The Maple Leafs continue to play with the emotions of their faithful following, getting tantalizingly close to winning a round – admittedly a modicum of Stanley Cup playoff glory – and coming up short.
On Saturday night, they put up a much more spirited performance than in other elimination games, but the Tampa Bay Lightning were just too much, earning a 2-1 win in the lowest-scoring game of the series.
“It’s a game of inches. Unfortunately, we were on the bad side of things tonight, ”said Matthews. “It’s really frustrating. It’s really disappointing. Every guy in there competed and gave it their all. Ultimately, they made one more play than us and they were able to win the game. ”
It was Nick Paul – a trade-deadline acquisition and GTHL product, who was once traded for Spezza and used to attend Leafs games with the Domi family – who did the Leafs in. He scored both goals in the Lightning’s ninth playoff series victory in a row, as they chase their third consecutive Stanley Cup.
“(The Leafs are) a great hockey team – no doubt,” said Tampa center Steve Stamkos. “They’ve got all the pieces. It’s just not easy at this time of year. That’s one of the toughest series we’ve played. They have everything. It’s just, we have everything, too. ”
No team has won the Cup three times in a row since the New York Islanders won four from 1979 to 1982. They’ll have to beat the Panthers in the Battle of Florida to keep it going.
“We’re standing here on the cusp of greatness, and why the hell wouldn’t we charge through that door?” Lightning coach Jon Cooper said.

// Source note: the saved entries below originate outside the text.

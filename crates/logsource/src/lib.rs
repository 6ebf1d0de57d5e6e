#![doc = include_str!("../README.md")]
//!
//! # 모듈 구성
//!
//! - [`document`]: 서비스/카테고리/필드 매핑 설정 문서 타입
//! - [`mapping`]: 서비스 맵, 카테고리 맵, 필드 이름 변환 맵 및 병합
//! - [`loader`]: 설정 문서 파일을 읽어 [`Mappings`] 구성
//! - [`logsource`]: 구체적인 채널/이벤트 ID 레코드와 탐지 식별자
//! - [`condition`]: 로그소스 선택자를 결합한 조건식 합성
//! - [`rule`]: Sigma 규칙 파일 로더와 `logsource` 선언 타입
//! - [`converter`]: 규칙 logsource 해석 및 규칙 문서 변환
//! - [`path`]: 변환된 규칙의 출력 경로 계산
//! - [`error`]: 도메인 에러 타입

pub mod condition;
pub mod converter;
pub mod document;
pub mod error;
pub mod loader;
pub mod logsource;
pub mod mapping;
pub mod path;
pub mod rule;

// --- 주요 타입 re-export ---

// 에러
pub use error::LogsourceError;

// 설정 문서 및 매핑
pub use document::{ConfigDocument, EventIds, LogsourceEntry};
pub use loader::{MappingLoader, Mappings};
pub use mapping::{CategoryMap, ChannelEvent, FieldMap, FieldRenames, ServiceMap};

// 로그소스 및 조건식
pub use condition::build_condition;
pub use logsource::{IDENTIFIER_PREFIX, LogSource, SYSMON_CHANNEL, get_identifier};

// 규칙 변환
pub use converter::{ConvertedRule, LogsourceConverter};
pub use path::build_out_path;
pub use rule::{RuleLoader, RuleLogsource};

Not only are the Leafs going on 56 years without winning a Cup – the longest active drought in the NHL – but they still haven’t won a single round since 2004.
“The outcome was disappointing,” said Morgan Rielly, the lone Leaf scorer. “There were good things that happened this year. As players we want to keep playing, win a playoff series for our fans. Right now, the feeling is the same (as losing last year). The outcome is the same, which is very disappointing.
“We’re moving in the right direction. We’re getting somewhere … There was a lot of belief in our group. ”
All the accolades from the regular season – Matthews’s 60-goal season, a franchise-best 115 points – seem moot now.
Even the fact their stars played better in the playoffs – setting career highs – seems pointless. But for the record, Matthews had four goals and five assists, Rielly three goals and three assists. Marner had two goals and six assists.
The effort in the playoffs was far better. But the movement forward is too slow.
“We got a lot of respect in that (handshake) line from their team, which was nice to see. It was a very different tone and much different feeling of respect on the other side from what we’ve experienced before, ”said coach Sheldon Keefe. “We’re certainly earning respect in the league. But again we’re not in that respect game. We’re in the winning game. ”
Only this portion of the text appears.